Новости БеларусиTelegram | VK | RSS-лента
Информационный портал Беларуси "МойBY" - только самые свежие и самые актуальные беларусские новости

Зечки

13.01.2012 политика
Зечки

Вначале лета, вскоре после всех наших «декабристских» судов, в Минск приехала известная российская журналистка Ольга Романова.

Ее муж, банкир Алексей Козлов, к тому времени сидел уже три года (сейчас он освобожден Верховным судом России, и приговор признан незаконным -- главным образом, благодаря усилиям Ольги, которая не сдавалась ни на минуту и все три года бегала по инстанциям, бомбардировала их письмами и жалобами, собирала доказательства его невиновности).

Но тогда, в июне, Алексей сидел, и до оправдания было еще полгода. Во всяком случае Ольга на оправдание мужа не надеялась.

О чем могут говорить две женщины, у которых сидят мужья? Конечно, о тюрьмах, этапах, передачах, свиданиях. Мы сравнивали условия «Володарки» и Жодинского СИЗО с Бутыркой и «Матросской тишиной». Ольга завидовала, что страна у нас такая маленькая, и это значит, что этапировать несколько месяцев, как в России, невозможно. Только сейчас я, кстати, могу оценить, как тяжко было Ходорковскому, когда его везли в Краснокаменск Читинской области -- через всю Россию, в «столыпине».

-- Оль, -- спросила я, -- а вот интересно, есть ли какое-нибудь одно слово, чтобы нас определить? А то «жены зеков» -- как-то длинно.

-- Конечно, есть! -- ответила Романова. -- Мы -- зечки!

-- Ну уж нет, зечки -- это те, которые сидят.

-- И те тоже!

-- Хорошо, а я тогда кто? И сама сидела, и муж сидит.

-- А ты -- дважды зечка! -- щедро одарила меня почетным званием в духе «дорогого Леонида Ильича» Оля.

Не буду ей возражать. В конце концов, если жену генерала называют генеральшей, то справедливо жену зека назвать зечкой. Филологические изыскания никакого другого варианта не дают. Пусть так и будет -- зечки.

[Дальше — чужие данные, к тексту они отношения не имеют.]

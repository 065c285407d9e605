//! Affine geotransformation for rasters

use serde::{Deserialize, Serialize};

/// Affine transformation coefficients for georeferencing rasters.
///
/// Converts between pixel coordinates (col, row) and world coordinates (x, y):
/// ```text
/// x = origin_x + col * pixel_width + row * row_rotation
/// y = origin_y + col * col_rotation + row * pixel_height
/// ```
///
/// For north-up images, `row_rotation` and `col_rotation` are typically 0,
/// and `pixel_height` is negative.
#[derive(Debug, Clone, Copy, PartialEq, Serialize, Deserialize)]
pub struct GeoTransform {
    /// X coordinate of the upper-left corner
    pub origin_x: f64,
    /// Y coordinate of the upper-left corner
    pub origin_y: f64,
    /// Pixel width (cell size in X direction)
    pub pixel_width: f64,
    /// Pixel height (cell size in Y direction, usually negative)
    pub pixel_height: f64,
    /// Rotation about X axis (usually 0)
    pub row_rotation: f64,
    /// Rotation about Y axis (usually 0)
    pub col_rotation: f64,
}

impl GeoTransform {
    /// Create a new GeoTransform with no rotation (north-up image)
    pub fn new(origin_x: f64, origin_y: f64, pixel_width: f64, pixel_height: f64) -> Self {
        Self {
            origin_x,
            origin_y,
            pixel_width,
            pixel_height,
            row_rotation: 0.0,
            col_rotation: 0.0,
        }
    }

    /// Create from GDAL-style array [origin_x, pixel_width, row_rotation, origin_y, col_rotation, pixel_height]
    pub fn from_gdal(coeffs: [f64; 6]) -> Self {
        Self {
            origin_x: coeffs[0],
            pixel_width: coeffs[1],
            row_rotation: coeffs[2],
            origin_y: coeffs[3],
            col_rotation: coeffs[4],
            pixel_height: coeffs[5],
        }
    }

    /// Convert to GDAL-style array
    pub fn to_gdal(&self) -> [f64; 6] {
        [
            self.origin_x,
            self.pixel_width,
            self.row_rotation,
            self.origin_y,
            self.col_rotation,
            self.pixel_height,
        ]
    }

    /// Convert pixel coordinates to world coordinates (pixel center)
    pub fn pixel_to_geo(&self, col: usize, row: usize) -> (f64, f64) {
        let col_f = col as f64 + 0.5;
        let row_f = row as f64 + 0.5;

        let x = self.origin_x + col_f * self.pixel_width + row_f * self.row_rotation;
        let y = self.origin_y + col_f * self.col_rotation + row_f * self.pixel_height;

        (x, y)
    }

    /// Convert pixel coordinates to world coordinates (top-left corner)
    pub fn pixel_to_geo_corner(&self, col: usize, row: usize) -> (f64, f64) {
        let col_f = col as f64;
        let row_f = row as f64;

        let x = self.origin_x + col_f * self.pixel_width + row_f * self.row_rotation;
        let y = self.origin_y + col_f * self.col_rotation + row_f * self.pixel_height;

        (x, y)
    }

    /// Convert world coordinates to fractional pixel coordinates (col, row)
    pub fn geo_to_pixel(&self, x: f64, y: f64) -> (f64, f64) {
        let det = self.pixel_width * self.pixel_height - self.row_rotation * self.col_rotation;

        if det.abs() < 1e-10 {
            return (f64::NAN, f64::NAN);
        }

        let dx = x - self.origin_x;
        let dy = y - self.origin_y;

        let col = (self.pixel_height * dx - self.row_rotation * dy) / det;
        let row = (-self.col_rotation * dx + self.pixel_width * dy) / det;

        (col, row)
    }

    /// Convert world coordinates to the containing cell as (row, col).
    ///
    /// The result can lie outside the grid; callers clamp or reject as
    /// appropriate.
    pub fn geo_to_cell(&self, x: f64, y: f64) -> (isize, isize) {
        let (col, row) = self.geo_to_pixel(x, y);
        (row.floor() as isize, col.floor() as isize)
    }

    /// The transform of a sub-window starting at pixel (col_off, row_off).
    pub fn window(&self, col_off: usize, row_off: usize) -> GeoTransform {
        let (x, y) = self.pixel_to_geo_corner(col_off, row_off);
        GeoTransform {
            origin_x: x,
            origin_y: y,
            ..*self
        }
    }

    /// Calculate the bounding box (min_x, min_y, max_x, max_y) for a raster
    /// of given dimensions
    pub fn bounds(&self, width: usize, height: usize) -> (f64, f64, f64, f64) {
        let (x0, y0) = self.pixel_to_geo_corner(0, 0);
        let (x1, y1) = self.pixel_to_geo_corner(width, 0);
        let (x2, y2) = self.pixel_to_geo_corner(0, height);
        let (x3, y3) = self.pixel_to_geo_corner(width, height);

        let min_x = x0.min(x1).min(x2).min(x3);
        let max_x = x0.max(x1).max(x2).max(x3);
        let min_y = y0.min(y1).min(y2).min(y3);
        let max_y = y0.max(y1).max(y2).max(y3);

        (min_x, min_y, max_x, max_y)
    }
}

impl Default for GeoTransform {
    fn default() -> Self {
        Self::new(0.0, 0.0, 1.0, -1.0)
    }
}
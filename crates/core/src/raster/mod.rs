//! Raster grid types and windowed access

mod element;
mod geotransform;
mod grid;
mod source;

pub(crate) use source::check_window;

pub use element::RasterElement;
pub use geotransform::GeoTransform;
pub use grid::Raster;
pub use source::RasterSource;
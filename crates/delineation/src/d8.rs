//! D8 flow-direction encoding (Esri convention)
//!
//! Each cell's code names the single neighbor it drains to:
//! 1=E, 2=SE, 4=S, 8=SW, 16=W, 32=NW, 64=N, 128=NE. Any other value is
//! treated as invalid/no-flow.

/// The eight valid direction codes.
pub const VALID_CODES: [u16; 8] = [1, 2, 4, 8, 16, 32, 64, 128];

/// Upstream adjacency: a neighbor at offset (dr, dc) drains into the current
/// cell iff its own code is the third element (it points back at us). E.g.
/// the NW neighbor (-1, -1) contributes iff its code is 2 (SE).
pub const UPSTREAM_NEIGHBORS: [(isize, isize, u16); 8] = [
    (-1, -1, 2),   // NW neighbor flowing SE
    (-1, 0, 4),    // N  neighbor flowing S
    (-1, 1, 8),    // NE neighbor flowing SW
    (0, -1, 1),    // W  neighbor flowing E
    (0, 1, 16),    // E  neighbor flowing W
    (1, -1, 128),  // SW neighbor flowing NE
    (1, 0, 64),    // S  neighbor flowing N
    (1, 1, 32),    // SE neighbor flowing NW
];

/// Interpret a raw cell value as a direction code, if valid.
///
/// Cell values arrive as `f64`; anything non-finite, fractional or outside
/// the eight codes is no-flow.
pub fn code_of(value: f64) -> Option<u16> {
    if !value.is_finite() || value.trunc() != value || !(1.0..=128.0).contains(&value) {
        return None;
    }
    let code = value as u16;
    if VALID_CODES.contains(&code) {
        Some(code)
    } else {
        None
    }
}

/// The (dr, dc) offset a code drains to, for walking downstream.
pub fn downstream_offset(code: u16) -> Option<(isize, isize)> {
    match code {
        1 => Some((0, 1)),    // E
        2 => Some((1, 1)),    // SE
        4 => Some((1, 0)),    // S
        8 => Some((1, -1)),   // SW
        16 => Some((0, -1)),  // W
        32 => Some((-1, -1)), // NW
        64 => Some((-1, 0)),  // N
        128 => Some((-1, 1)), // NE
        _ => None,
    }
}
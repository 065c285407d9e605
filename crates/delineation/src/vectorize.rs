//! Raster mask to polygon conversion
//!
//! Traces the boundary edges of a binary mask into closed rings, then
//! assembles exterior rings and their holes into polygons in world
//! coordinates. Cells are squares; diagonal adjacency does not merge
//! components, matching the 4-connected boundary of the D8 basin mask.

use std::collections::HashMap;

use geo::Contains;
use geo_types::{Coord, LineString, MultiPolygon, Point, Polygon};
use ndarray::Array2;

use cuenca_core::GeoTransform;

/// Trace `mask` (1 = inside) into a multipolygon in the world coordinates
/// of `transform`. Returns an empty multipolygon for an all-zero mask.
pub fn mask_to_polygons(mask: &Array2<u8>, transform: &GeoTransform) -> MultiPolygon<f64> {
    let rings = trace_rings(mask);
    if rings.is_empty() {
        return MultiPolygon(vec![]);
    }

    let mut exteriors: Vec<Polygon<f64>> = Vec::new();
    let mut holes: Vec<LineString<f64>> = Vec::new();

    for ring in rings {
        let coords: Vec<Coord<f64>> = ring
            .iter()
            .map(|&(col, row)| {
                let (x, y) = transform.pixel_to_geo_corner(col, row);
                Coord { x, y }
            })
            .collect();
        let ls = LineString::from(coords);
        // Grid-space shoelace sign distinguishes exteriors from holes
        // independently of the transform's orientation.
        if grid_signed_area(&ring) > 0.0 {
            exteriors.push(Polygon::new(ls, vec![]));
        } else {
            holes.push(ls);
        }
    }

    for hole in holes {
        let probe = Point::from(hole.0[0]);
        if let Some(poly) = exteriors
            .iter_mut()
            .find(|poly| poly.contains(&probe) || poly.exterior().contains(&probe))
        {
            poly.interiors_push(hole);
        }
    }

    MultiPolygon(exteriors)
}

/// Directed boundary edge in grid corner coordinates, keyed by start corner.
///
/// Edges are oriented with the interior on the right in (col, row) space, so
/// following them yields clockwise exterior rings (positive shoelace area
/// with our y-down grid convention) and counterclockwise holes.
fn boundary_edges(mask: &Array2<u8>) -> HashMap<(usize, usize), Vec<(usize, usize)>> {
    let (rows, cols) = mask.dim();
    let inside = |r: isize, c: isize| -> bool {
        r >= 0 && c >= 0 && (r as usize) < rows && (c as usize) < cols && mask[(r as usize, c as usize)] == 1
    };

    let mut edges: HashMap<(usize, usize), Vec<(usize, usize)>> = HashMap::new();
    let mut add = |from: (usize, usize), to: (usize, usize)| {
        edges.entry(from).or_default().push(to);
    };

    for r in 0..rows {
        for c in 0..cols {
            if mask[(r, c)] != 1 {
                continue;
            }
            let (ri, ci) = (r as isize, c as isize);
            if !inside(ri - 1, ci) {
                add((c, r), (c + 1, r)); // top edge, eastward
            }
            if !inside(ri, ci + 1) {
                add((c + 1, r), (c + 1, r + 1)); // right edge, southward
            }
            if !inside(ri + 1, ci) {
                add((c + 1, r + 1), (c, r + 1)); // bottom edge, westward
            }
            if !inside(ri, ci - 1) {
                add((c, r + 1), (c, r)); // left edge, northward
            }
        }
    }
    edges
}

/// Stitch directed edges into closed rings of corner coordinates.
///
/// At corners where two basin cells touch only diagonally, two outgoing
/// edges share a start corner. Taking the sharpest right turn relative to
/// the incoming edge keeps the diagonal components in separate rings.
fn trace_rings(mask: &Array2<u8>) -> Vec<Vec<(usize, usize)>> {
    let mut edges = boundary_edges(mask);
    let mut rings = Vec::new();

    let mut starts: Vec<(usize, usize)> = edges.keys().copied().collect();
    starts.sort_unstable();

    for start in starts {
        loop {
            let Some(first) = edges.get_mut(&start).and_then(|v| v.pop()) else {
                break;
            };
            let mut ring = vec![start, first];
            let mut prev = start;
            let mut current = first;

            while current != start {
                let outgoing = edges.get_mut(&current).map(|v| std::mem::take(v)).unwrap_or_default();
                let next = match outgoing.len() {
                    0 => break,
                    1 => outgoing[0],
                    _ => {
                        let dx = current.0 as i64 - prev.0 as i64;
                        let dy = current.1 as i64 - prev.1 as i64;
                        // With y growing downward, the rightmost turn
                        // maximizes the cross product dx*oy - dy*ox.
                        let (idx, _) = outgoing
                            .iter()
                            .enumerate()
                            .max_by_key(|(_, o)| {
                                let ox = o.0 as i64 - current.0 as i64;
                                let oy = o.1 as i64 - current.1 as i64;
                                dx * oy - dy * ox
                            })
                            .unwrap();
                        for (i, o) in outgoing.iter().enumerate() {
                            if i != idx {
                                edges.entry(current).or_default().push(*o);
                            }
                        }
                        outgoing[idx]
                    }
                };
                ring.push(next);
                prev = current;
                current = next;
            }
            rings.push(ring);
        }
    }
    rings
}

/// Shoelace area of a closed ring in grid corner space (y grows downward,
/// so clockwise-on-screen rings come out positive).
fn grid_signed_area(ring: &[(usize, usize)]) -> f64 {
    let mut acc: i64 = 0;
    for pair in ring.windows(2) {
        let (x0, y0) = (pair[0].0 as i64, pair[0].1 as i64);
        let (x1, y1) = (pair[1].0 as i64, pair[1].1 as i64);
        acc += x0 * y1 - x1 * y0;
    }
    acc as f64 / 2.0
}

#[cfg(test)]
mod tests {
    use super::*;
    use geo::Area;

    fn unit_transform() -> GeoTransform {
        // 1 m cells, origin at (0, 100), north-up
        GeoTransform::new(0.0, 100.0, 1.0, -1.0)
    }

    fn mask_from(rows: usize, cols: usize, ones: &[(usize, usize)]) -> Array2<u8> {
        let mut m = Array2::zeros((rows, cols));
        for &(r, c) in ones {
            m[(r, c)] = 1;
        }
        m
    }

    #[test]
    fn single_cell_is_a_unit_square() {
        let mask = mask_from(3, 3, &[(1, 1)]);
        let mp = mask_to_polygons(&mask, &unit_transform());
        assert_eq!(mp.0.len(), 1);
        assert_eq!(mp.unsigned_area(), 1.0);
        let poly = &mp.0[0];
        assert_eq!(poly.exterior().0.len(), 5);
        assert!(poly.interiors().is_empty());
        // Corners of cell (1, 1) in world coordinates
        let xs: Vec<f64> = poly.exterior().0.iter().map(|c| c.x).collect();
        let ys: Vec<f64> = poly.exterior().0.iter().map(|c| c.y).collect();
        assert_eq!(xs.iter().cloned().fold(f64::INFINITY, f64::min), 1.0);
        assert_eq!(xs.iter().cloned().fold(f64::NEG_INFINITY, f64::max), 2.0);
        assert_eq!(ys.iter().cloned().fold(f64::INFINITY, f64::min), 98.0);
        assert_eq!(ys.iter().cloned().fold(f64::NEG_INFINITY, f64::max), 99.0);
    }

    #[test]
    fn l_shape_is_one_polygon_with_matching_area() {
        let mask = mask_from(3, 3, &[(0, 0), (1, 0), (2, 0), (2, 1), (2, 2)]);
        let mp = mask_to_polygons(&mask, &unit_transform());
        assert_eq!(mp.0.len(), 1);
        assert_eq!(mp.unsigned_area(), 5.0);
    }

    #[test]
    fn ring_mask_produces_a_hole() {
        // 3x3 block with the center cell missing
        let mut mask = Array2::ones((3, 3));
        mask[(1, 1)] = 0;
        let mp = mask_to_polygons(&mask, &unit_transform());
        assert_eq!(mp.0.len(), 1);
        assert_eq!(mp.0[0].interiors().len(), 1);
        assert_eq!(mp.unsigned_area(), 8.0);
    }

    #[test]
    fn disjoint_components_become_separate_polygons() {
        let mask = mask_from(4, 4, &[(0, 0), (3, 3)]);
        let mp = mask_to_polygons(&mask, &unit_transform());
        assert_eq!(mp.0.len(), 2);
        assert_eq!(mp.unsigned_area(), 2.0);
    }

    #[test]
    fn diagonal_cells_stay_separate() {
        let mask = mask_from(2, 2, &[(0, 0), (1, 1)]);
        let mp = mask_to_polygons(&mask, &unit_transform());
        assert_eq!(mp.0.len(), 2);
        assert_eq!(mp.unsigned_area(), 2.0);
        for poly in &mp.0 {
            assert!(poly.interiors().is_empty());
        }
    }

    #[test]
    fn empty_mask_yields_empty_multipolygon() {
        let mask = Array2::zeros((5, 5));
        let mp = mask_to_polygons(&mask, &unit_transform());
        assert!(mp.0.is_empty());
    }
}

Мало кто задумывается, как меняется жизнь женщины, когда ее муж или сын оказывается в тюрьме. Ей тоже выносится приговор. К примеру, ее приговаривают к тасканию тридцатикилограммовых баулов в зону, где сидит родственник. Все зечки разные -- молодые и пожилые, хрупкие и «габаритные», но груз у них один и тот же. И вот представьте, каково тащить 30 килограммов женщине, весящей не намного больше. А ведь нужно еще и до зоны добраться -- отнюдь не все ездят на машинах. И общественный транспорт вовсе не останавливается у ворот колоний. То есть вопрос не только в том, чтобы протащить свои баулы от машины или маршрутки до зоны: нужно добраться до остановки или до вокзала, потом каким-то образом дотащиться до колонии, и желательно сделать это все затемно, чтобы занять очередь и успеть оформить передачу. А до того -- все 30 килограммов купить, да потом весь вечер взвешивать пакеты на кухонных весах, чтобы тютелька в тютельку, чтобы без перевеса, но и никак не меньше положенной «тридцатки». Желательно еще и взять с собой пару килограммов в запас: а вдруг что-нибудь не примут? Будет чем заменить прямо на месте. А то ведь не простишь себе потом, что из-за твоей непредусмотрительности муж недополучит нормальных продуктов.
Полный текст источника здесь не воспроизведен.